Restoration of protective ozone layer is back on track, scientists say
Area appears to be healing after chemicals ended
The protective ozone layer in the upper atmosphere could be restored within several decades, scientists said Monday, as recent rogue emissions of ozone-depleting chemicals from China have been largely eliminated.
In a United Nations-sponsored assessment, the scientists said global emissions of CFC-11, a banned chemical that has been used as a refrigerant and in insulating foams, had declined since 2018 after increasing for several years. CFC-11 and similar chemicals, collectively called chlorofluorocarbons, destroy ozone, which blocks ultraviolet radiation from the sun that can cause skin cancer and otherwise harm people and other living things.
The scientists said that if current policies remained in place, ozone levels between the polar regions should reach pre-1980 levels by 2040. Ozone holes, or regions of greater depletion that appear regularly near the South Pole and, less frequently, near the North Pole, should also recover, by 2045 in the Arctic and about 2066 in Antarctica.
“Things continue to trend in the right direction,” said Stephen A. Montzka, a research chemist with the National Oceanic and Atmospheric Administration and one of the report’s authors. Montzka led a 2018 study that alerted the world that CFC-11 emissions had been increasing since 2012 and that they appeared to come from East Asia.
Investigations by The New York Times and others strongly suggested that small factories in Eastern China disregarding the global ban were the source.
The new emissions had threatened to undermine the Montreal Protocol, the treaty negotiated in the 1980s to phase out the use of chlorofluorocarbons in favor of more benign chemicals after it was discovered that chlorofluorocarbons were depleting atmospheric ozone.
At the time the head of the UN Environment Program, which oversees the protocol, called illegal production of CFC11 “nothing short of an environmental crime which demands decisive action.” Montzka and others had said the rogue emissions, if they continued, could delay recovery of the ozone layer by as long as a decade.

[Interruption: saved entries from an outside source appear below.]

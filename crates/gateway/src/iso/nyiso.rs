use async_trait::async_trait;
use serde::Serialize;
use std::sync::Arc;

use super::{PlainVirtual, VIRTUAL_OPERATIONS};
use crate::Destination;
use crate::adapter::{Adapter, AdapterError, Credentials, Endpoint, Operation, PasswordPolicy};
use crate::order::{TypedOrder, ValidationRequest, WithdrawalOrder};
use crate::row::{RowError, RowReader};
use crate::transport::{HttpReply, Transport};

pub(crate) const OPERATIONS: &[Operation] = VIRTUAL_OPERATIONS;

#[derive(Debug, Clone, PartialEq, Eq, Serialize)]
pub struct VirtualWithdrawal {
    pub node: String,
}

pub(crate) fn virtual_order(row: &RowReader<'_>) -> Result<TypedOrder, RowError> {
    PlainVirtual::from_row(row).map(TypedOrder::NyisoVirtual)
}

pub(crate) fn virtual_withdrawal(row: &RowReader<'_>) -> Result<WithdrawalOrder, RowError> {
    Ok(WithdrawalOrder::NyisoVirtual(VirtualWithdrawal {
        node: row.text("node")?,
    }))
}

/// NYISO virtuals. Submissions and withdrawals need the account password;
/// validation does not send it.
#[derive(Debug, Clone)]
pub struct Nyiso {
    endpoint: Endpoint,
}

impl Nyiso {
    pub fn new(transport: Arc<dyn Transport>) -> Self {
        Self {
            endpoint: Endpoint::new(transport, Destination::Nyiso),
        }
    }
}

#[async_trait]
impl Adapter for Nyiso {
    fn destination(&self) -> Destination {
        Destination::Nyiso
    }

    async fn validate(
        &self,
        credentials: &Credentials,
        request: &ValidationRequest,
    ) -> Result<HttpReply, AdapterError> {
        self.endpoint
            .send_validation(PasswordPolicy::NotUsed, credentials, request)
            .await
    }

    async fn submit_bids(
        &self,
        credentials: &Credentials,
        orders: &[TypedOrder],
    ) -> Result<HttpReply, AdapterError> {
        self.endpoint
            .send_orders(
                Operation::SubmitBids,
                PasswordPolicy::Required,
                credentials,
                orders,
            )
            .await
    }

    async fn submit_offers(
        &self,
        credentials: &Credentials,
        orders: &[TypedOrder],
    ) -> Result<HttpReply, AdapterError> {
        self.endpoint
            .send_orders(
                Operation::SubmitOffers,
                PasswordPolicy::Required,
                credentials,
                orders,
            )
            .await
    }

    async fn withdraw_bids(
        &self,
        credentials: &Credentials,
        identifiers: Option<&[WithdrawalOrder]>,
    ) -> Result<HttpReply, AdapterError> {
        self.endpoint
            .send_identifiers(
                Operation::WithdrawBids,
                PasswordPolicy::Required,
                credentials,
                identifiers,
            )
            .await
    }

    async fn withdraw_offers(
        &self,
        credentials: &Credentials,
        identifiers: Option<&[WithdrawalOrder]>,
    ) -> Result<HttpReply, AdapterError> {
        self.endpoint
            .send_identifiers(
                Operation::WithdrawOffers,
                PasswordPolicy::Required,
                credentials,
                identifiers,
            )
            .await
    }
}
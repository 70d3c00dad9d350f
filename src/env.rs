use clap::Parser;
use iso_gateway::{AdapterSet, GatewayEnv, Submitter, TransportError};
use std::sync::Arc;
use tracing::Level;
use url::Url;

use crate::telemetry::{self, TelemetryGuard};

#[derive(clap::ValueEnum, Debug, Clone, Copy, PartialEq, Eq)]
pub enum LogLevel {
    Trace,
    Debug,
    Info,
    Warn,
    Error,
}

impl From<LogLevel> for Level {
    fn from(log_level: LogLevel) -> Self {
        match log_level {
            LogLevel::Trace => Self::TRACE,
            LogLevel::Debug => Self::DEBUG,
            LogLevel::Info => Self::INFO,
            LogLevel::Warn => Self::WARN,
            LogLevel::Error => Self::ERROR,
        }
    }
}

impl From<&LogLevel> for Level {
    fn from(log_level: &LogLevel) -> Self {
        (*log_level).into()
    }
}

#[derive(Parser, Debug, Clone)]
pub struct Env {
    #[clap(long, env, default_value = "info")]
    pub log_level: LogLevel,
    #[clap(flatten)]
    pub gateway: GatewayEnv,
    /// OTLP/HTTP traces endpoint (optional)
    #[clap(long, env)]
    pub otlp_endpoint: Option<Url>,
    /// Service name reported to the OTLP collector
    #[clap(long, env, default_value = "iso-submit")]
    pub otlp_service_name: String,
    /// `deployment.environment` attribute on exported spans
    #[clap(long, env, default_value = "production")]
    pub otlp_environment: String,
}

impl Env {
    pub fn submitter(&self) -> Result<Submitter, TransportError> {
        let transport = self.gateway.transport()?;
        Ok(Submitter::new(AdapterSet::new(Arc::new(transport))))
    }
}

fn setup_console_tracing(default_filter: String) {
    tracing_subscriber::fmt()
        .with_env_filter(
            tracing_subscriber::EnvFilter::try_from_default_env()
                .unwrap_or_else(|_| default_filter.into()),
        )
        .compact()
        .init();
}

/// Installs the global subscriber. Keep the returned guard alive until exit so
/// exported spans get flushed.
pub fn setup_tracing(env: &Env) -> Option<TelemetryGuard> {
    let level: Level = env.log_level.into();
    let default_filter = telemetry::default_filter(level);

    let Some(endpoint) = &env.otlp_endpoint else {
        setup_console_tracing(default_filter);
        return None;
    };

    match telemetry::setup_telemetry(
        endpoint,
        env.otlp_service_name.clone(),
        env.otlp_environment.clone(),
        level,
    ) {
        Ok(guard) => Some(guard),
        Err(e) => {
            eprintln!("OTLP export to {endpoint} failed ({e}), using console logging");
            setup_console_tracing(default_filter);
            None
        }
    }
}
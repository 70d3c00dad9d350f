use async_trait::async_trait;
use serde::Serialize;
use std::sync::Arc;

use super::VIRTUAL_AND_SPREAD_OPERATIONS;
use crate::Destination;
use crate::adapter::{Adapter, AdapterError, Credentials, Endpoint, Operation, PasswordPolicy};
use crate::order::{TypedOrder, ValidationRequest, WithdrawalOrder};
use crate::row::{RowError, RowReader};
use crate::transport::{HttpReply, Transport};

pub(crate) const OPERATIONS: &[Operation] = VIRTUAL_AND_SPREAD_OPERATIONS;

#[derive(Debug, Clone, PartialEq, Serialize)]
pub struct VirtualOrder {
    pub node: String,
    pub he: String,
    pub tranche: i64,
    pub mw: f64,
    pub price: f64,
    pub is_block: bool,
}

#[derive(Debug, Clone, PartialEq, Serialize)]
pub struct SpreadOrder {
    pub source: String,
    pub sink: String,
    pub he: String,
    pub tranche: i64,
    pub mw: f64,
    pub price: f64,
    pub is_block: bool,
}

pub(crate) fn virtual_order(row: &RowReader<'_>) -> Result<TypedOrder, RowError> {
    Ok(TypedOrder::ErcotVirtual(VirtualOrder {
        node: row.text("node")?,
        he: row.text("he")?,
        tranche: row.int("tranche")?,
        mw: row.float("mw")?,
        price: row.float("price")?,
        is_block: row.flag("is_block")?,
    }))
}

pub(crate) fn spread_order(row: &RowReader<'_>) -> Result<TypedOrder, RowError> {
    Ok(TypedOrder::ErcotSpread(SpreadOrder {
        source: row.text("source")?,
        sink: row.text("sink")?,
        he: row.text("he")?,
        tranche: row.int("tranche")?,
        mw: row.float("mw")?,
        price: row.float("price")?,
        is_block: row.flag("is_block")?,
    }))
}

/// ERCOT virtuals and spreads. Withdrawals clear the whole book for the trade date.
#[derive(Debug, Clone)]
pub struct Ercot {
    endpoint: Endpoint,
}

impl Ercot {
    pub fn new(transport: Arc<dyn Transport>) -> Self {
        Self {
            endpoint: Endpoint::new(transport, Destination::Ercot),
        }
    }
}

#[async_trait]
impl Adapter for Ercot {
    fn destination(&self) -> Destination {
        Destination::Ercot
    }

    async fn validate(
        &self,
        credentials: &Credentials,
        request: &ValidationRequest,
    ) -> Result<HttpReply, AdapterError> {
        self.endpoint
            .send_validation(PasswordPolicy::NotUsed, credentials, request)
            .await
    }

    async fn submit_bids(
        &self,
        credentials: &Credentials,
        orders: &[TypedOrder],
    ) -> Result<HttpReply, AdapterError> {
        self.endpoint
            .send_orders(
                Operation::SubmitBids,
                PasswordPolicy::NotUsed,
                credentials,
                orders,
            )
            .await
    }

    async fn submit_offers(
        &self,
        credentials: &Credentials,
        orders: &[TypedOrder],
    ) -> Result<HttpReply, AdapterError> {
        self.endpoint
            .send_orders(
                Operation::SubmitOffers,
                PasswordPolicy::NotUsed,
                credentials,
                orders,
            )
            .await
    }

    async fn submit_spreads(
        &self,
        credentials: &Credentials,
        orders: &[TypedOrder],
    ) -> Result<HttpReply, AdapterError> {
        self.endpoint
            .send_orders(
                Operation::SubmitSpreads,
                PasswordPolicy::NotUsed,
                credentials,
                orders,
            )
            .await
    }

    async fn withdraw_bids(
        &self,
        credentials: &Credentials,
        _identifiers: Option<&[WithdrawalOrder]>,
    ) -> Result<HttpReply, AdapterError> {
        self.endpoint
            .send_book_withdrawal(Operation::WithdrawBids, credentials)
            .await
    }

    async fn withdraw_offers(
        &self,
        credentials: &Credentials,
        _identifiers: Option<&[WithdrawalOrder]>,
    ) -> Result<HttpReply, AdapterError> {
        self.endpoint
            .send_book_withdrawal(Operation::WithdrawOffers, credentials)
            .await
    }

    async fn withdraw_spreads(
        &self,
        credentials: &Credentials,
        _identifiers: Option<&[WithdrawalOrder]>,
    ) -> Result<HttpReply, AdapterError> {
        self.endpoint
            .send_book_withdrawal(Operation::WithdrawSpreads, credentials)
            .await
    }
}
pub mod cli;
pub mod env;
pub mod telemetry;
pub mod upload;

pub use env::{Env, LogLevel, setup_tracing};
pub use upload::{Upload, UploadError};
use async_trait::async_trait;
use serde::{Deserialize, Serialize};
use std::sync::Arc;

use super::PlainVirtual;
use crate::Destination;
use crate::adapter::{Adapter, AdapterError, Credentials, Endpoint, Operation, PasswordPolicy};
use crate::order::{TypedOrder, ValidationRequest, WithdrawalOrder};
use crate::row::{RowError, RowReader};
use crate::transport::{HttpReply, Transport};

pub(crate) const OPERATIONS: &[Operation] = &[
    Operation::ValidateVirtuals,
    Operation::SubmitBids,
    Operation::SubmitOffers,
    Operation::WithdrawBids,
    Operation::WithdrawOffers,
    Operation::SplitSubmission,
    Operation::SplitWithdrawal,
];

#[derive(Debug, Clone, PartialEq, Eq, Serialize, Deserialize)]
pub struct VirtualWithdrawal {
    pub node: String,
}

pub(crate) fn virtual_order(row: &RowReader<'_>) -> Result<TypedOrder, RowError> {
    PlainVirtual::from_row(row).map(TypedOrder::MisoVirtual)
}

pub(crate) fn virtual_withdrawal(row: &RowReader<'_>) -> Result<WithdrawalOrder, RowError> {
    Ok(WithdrawalOrder::MisoVirtual(VirtualWithdrawal {
        node: row.text("node")?,
    }))
}

#[derive(Debug, Clone)]
pub struct Miso {
    endpoint: Endpoint,
}

impl Miso {
    pub fn new(transport: Arc<dyn Transport>) -> Self {
        Self {
            endpoint: Endpoint::new(transport, Destination::Miso),
        }
    }
}

#[async_trait]
impl Adapter for Miso {
    fn destination(&self) -> Destination {
        Destination::Miso
    }

    async fn validate(
        &self,
        credentials: &Credentials,
        request: &ValidationRequest,
    ) -> Result<HttpReply, AdapterError> {
        self.endpoint
            .send_validation(PasswordPolicy::NotUsed, credentials, request)
            .await
    }

    async fn submit_bids(
        &self,
        credentials: &Credentials,
        orders: &[TypedOrder],
    ) -> Result<HttpReply, AdapterError> {
        self.endpoint
            .send_orders(
                Operation::SubmitBids,
                PasswordPolicy::NotUsed,
                credentials,
                orders,
            )
            .await
    }

    async fn submit_offers(
        &self,
        credentials: &Credentials,
        orders: &[TypedOrder],
    ) -> Result<HttpReply, AdapterError> {
        self.endpoint
            .send_orders(
                Operation::SubmitOffers,
                PasswordPolicy::NotUsed,
                credentials,
                orders,
            )
            .await
    }

    async fn withdraw_bids(
        &self,
        credentials: &Credentials,
        identifiers: Option<&[WithdrawalOrder]>,
    ) -> Result<HttpReply, AdapterError> {
        self.endpoint
            .send_identifiers(
                Operation::WithdrawBids,
                PasswordPolicy::NotUsed,
                credentials,
                identifiers,
            )
            .await
    }

    async fn withdraw_offers(
        &self,
        credentials: &Credentials,
        identifiers: Option<&[WithdrawalOrder]>,
    ) -> Result<HttpReply, AdapterError> {
        self.endpoint
            .send_identifiers(
                Operation::WithdrawOffers,
                PasswordPolicy::NotUsed,
                credentials,
                identifiers,
            )
            .await
    }

    async fn split_submission(
        &self,
        credentials: &Credentials,
        orders: &[TypedOrder],
    ) -> Result<Vec<Vec<PlainVirtual>>, AdapterError> {
        self.endpoint
            .split_orders(Operation::SplitSubmission, credentials, orders)
            .await
    }

    async fn split_withdrawal(
        &self,
        credentials: &Credentials,
        identifiers: &[WithdrawalOrder],
    ) -> Result<Vec<Vec<VirtualWithdrawal>>, AdapterError> {
        self.endpoint
            .split_identifiers(Operation::SplitWithdrawal, credentials, identifiers)
            .await
    }
}
use async_trait::async_trait;
use std::sync::Arc;

use super::{PlainVirtual, VIRTUAL_OPERATIONS};
use crate::Destination;
use crate::adapter::{Adapter, AdapterError, Credentials, Endpoint, Operation, PasswordPolicy};
use crate::order::{TypedOrder, ValidationRequest, WithdrawalOrder};
use crate::row::{RowError, RowReader};
use crate::transport::{HttpReply, Transport};

pub(crate) const OPERATIONS: &[Operation] = VIRTUAL_OPERATIONS;

pub(crate) fn virtual_order(row: &RowReader<'_>) -> Result<TypedOrder, RowError> {
    PlainVirtual::from_row(row).map(TypedOrder::CaisoVirtual)
}

/// CAISO virtuals. Withdrawals clear the whole book for the trade date.
#[derive(Debug, Clone)]
pub struct Caiso {
    endpoint: Endpoint,
}

impl Caiso {
    pub fn new(transport: Arc<dyn Transport>) -> Self {
        Self {
            endpoint: Endpoint::new(transport, Destination::Caiso),
        }
    }
}

#[async_trait]
impl Adapter for Caiso {
    fn destination(&self) -> Destination {
        Destination::Caiso
    }

    async fn validate(
        &self,
        credentials: &Credentials,
        request: &ValidationRequest,
    ) -> Result<HttpReply, AdapterError> {
        self.endpoint
            .send_validation(PasswordPolicy::NotUsed, credentials, request)
            .await
    }

    async fn submit_bids(
        &self,
        credentials: &Credentials,
        orders: &[TypedOrder],
    ) -> Result<HttpReply, AdapterError> {
        self.endpoint
            .send_orders(
                Operation::SubmitBids,
                PasswordPolicy::NotUsed,
                credentials,
                orders,
            )
            .await
    }

    async fn submit_offers(
        &self,
        credentials: &Credentials,
        orders: &[TypedOrder],
    ) -> Result<HttpReply, AdapterError> {
        self.endpoint
            .send_orders(
                Operation::SubmitOffers,
                PasswordPolicy::NotUsed,
                credentials,
                orders,
            )
            .await
    }

    async fn withdraw_bids(
        &self,
        credentials: &Credentials,
        _identifiers: Option<&[WithdrawalOrder]>,
    ) -> Result<HttpReply, AdapterError> {
        self.endpoint
            .send_book_withdrawal(Operation::WithdrawBids, credentials)
            .await
    }

    async fn withdraw_offers(
        &self,
        credentials: &Credentials,
        _identifiers: Option<&[WithdrawalOrder]>,
    ) -> Result<HttpReply, AdapterError> {
        self.endpoint
            .send_book_withdrawal(Operation::WithdrawOffers, credentials)
            .await
    }
}
//! Reads an order upload (CSV with a header row) into raw rows.

use iso_gateway::RawRow;
use std::io::Read;
use std::path::{Path, PathBuf};
use thiserror::Error;
use tracing::debug;

const BYTE_ORDER_MARK: char = '\u{feff}';

#[derive(Debug, Error)]
pub enum UploadError {
    #[error("Failed to open {}: {source}", path.display())]
    Open {
        path: PathBuf,
        #[source]
        source: std::io::Error,
    },
    #[error("Failed to read upload: {0}")]
    Csv(#[from] csv::Error),
}

/// Header row plus data rows keyed by that header, in upload order.
#[derive(Debug, Clone, Default, PartialEq, Eq)]
pub struct Upload {
    pub columns: Vec<String>,
    pub rows: Vec<RawRow>,
}

impl Upload {
    pub fn from_path(path: &Path) -> Result<Self, UploadError> {
        let file = std::fs::File::open(path).map_err(|source| UploadError::Open {
            path: path.to_path_buf(),
            source,
        })?;
        let upload = Self::from_reader(file)?;
        debug!(
            "Read {} rows with {} columns from {}",
            upload.rows.len(),
            upload.columns.len(),
            path.display()
        );
        Ok(upload)
    }

    /// Short rows keep only the cells they have; a missing cell is reported
    /// when the row is serialized.
    pub fn from_reader<R: Read>(reader: R) -> Result<Self, UploadError> {
        let mut reader = csv::ReaderBuilder::new()
            .flexible(true)
            .trim(csv::Trim::All)
            .from_reader(reader);

        let columns: Vec<String> = reader
            .headers()?
            .iter()
            .map(|column| column.trim_start_matches(BYTE_ORDER_MARK).trim().to_string())
            .collect();
        if columns.iter().all(String::is_empty) {
            return Ok(Self::default());
        }

        let mut rows = Vec::new();
        for record in reader.records() {
            let record = record?;
            if record.iter().all(str::is_empty) {
                continue;
            }
            rows.push(
                columns
                    .iter()
                    .zip(record.iter())
                    .map(|(column, value)| (column.clone(), value.to_string()))
                    .collect(),
            );
        }

        Ok(Self { columns, rows })
    }
}
impl CliEnv {
    /// Parse CLI arguments and convert to internal Env struct
    pub fn parse_and_convert() -> anyhow::Result<(Env, Commands)> {
        let cli_env = Self::parse();

        let env = Env {
            log_level: cli_env.log_level,
            gateway: cli_env.gateway,
            otlp_endpoint: cli_env.otlp_endpoint,
            otlp_service_name: cli_env.otlp_service_name,
            otlp_environment: cli_env.otlp_environment,
        };

        Ok((env, cli_env.command))
    }
}

pub async fn run_command(env: &Env, command: Commands) -> anyhow::Result<()> {
    run_command_with_writers(env, command, &mut std::io::stdout()).await
}

fn submission_context(
    selection: Selection,
    account: Account,
    action: Action,
    upload: Upload,
) -> SubmissionContext {
    SubmissionContext {
        destination: Some(selection.destination),
        product: Some(selection.product),
        action,
        account_name: Some(account.account_name),
        password: account.password,
        trade_date: Some(account.trade_date),
        columns: upload.columns,
        rows: upload.rows,
    }
}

But follow-up studies showed that emissions were declining, a sign the Chinese government was successfully cracking down on the new CFC-11 production. The report said the rogue emissions had most likely delayed ozone layer recovery by a year.
The Chinese CFC-11 was very likely used as a blowing agent in making foam insulation. During foam production, some of the CFC-11 escapes into the atmosphere, where it can be detected and measured, but much of it is contained within the foam as it hardens.
In this way, the researchers said, the Chinese rogue production had contributed to the “banks” of chlorofluorocarbons that were produced worldwide before bans went into effect and are in foams as well as refrigeration equipment and fire-extinguishing systems. These existing chemicals are not yet in the atmosphere, but are being released slowly through foam deterioration and destruction, leaks or other means.
Durwood Zaelke, president of the Institute for Governance & Sustainable Development, a Washington research and advocacy organization, said the elimination of the rogue emissions was another example of the success of the protocol, which is generally considered to be the most effective global environmental pact ever enacted.
Atmospheric monitoring, which is required by the protocol, detected the problem, Zaelke said, and brought it to the attention of the treaty’s directorate. “Without admitting guilt, the offending parties got their act together,” he said. “And the measurements are back where they should be.”
Under the protocol, assessments like the one issued Monday are required at least every four years. In addition to NOAA scientists, contributors included researchers with NASA, the World Meteorology Organization, the UN Environment Program, and the European Commission.
The new assessment was the first to consider the effects on ozone of a potential type of climate intervention, or geoengineering, meant to cool the atmosphere.
The method, called stratospheric aerosol injection, would use airplanes or other means to distribute sulfur aerosols high in the atmosphere, where they would reflect some of the sun’s rays before they reach the surface.
The idea has drawn fierce opposition. Among other objections, opponents say that intervening in the climate in this way could have severe unintended consequences, potentially altering weather patterns worldwide. But many scientists and others say that at the least, research is needed, because warming might reach a point where the world becomes desperate to try such an intervention technique, perhaps temporarily to buy time before greenhouse gas reductions can have a significant effect.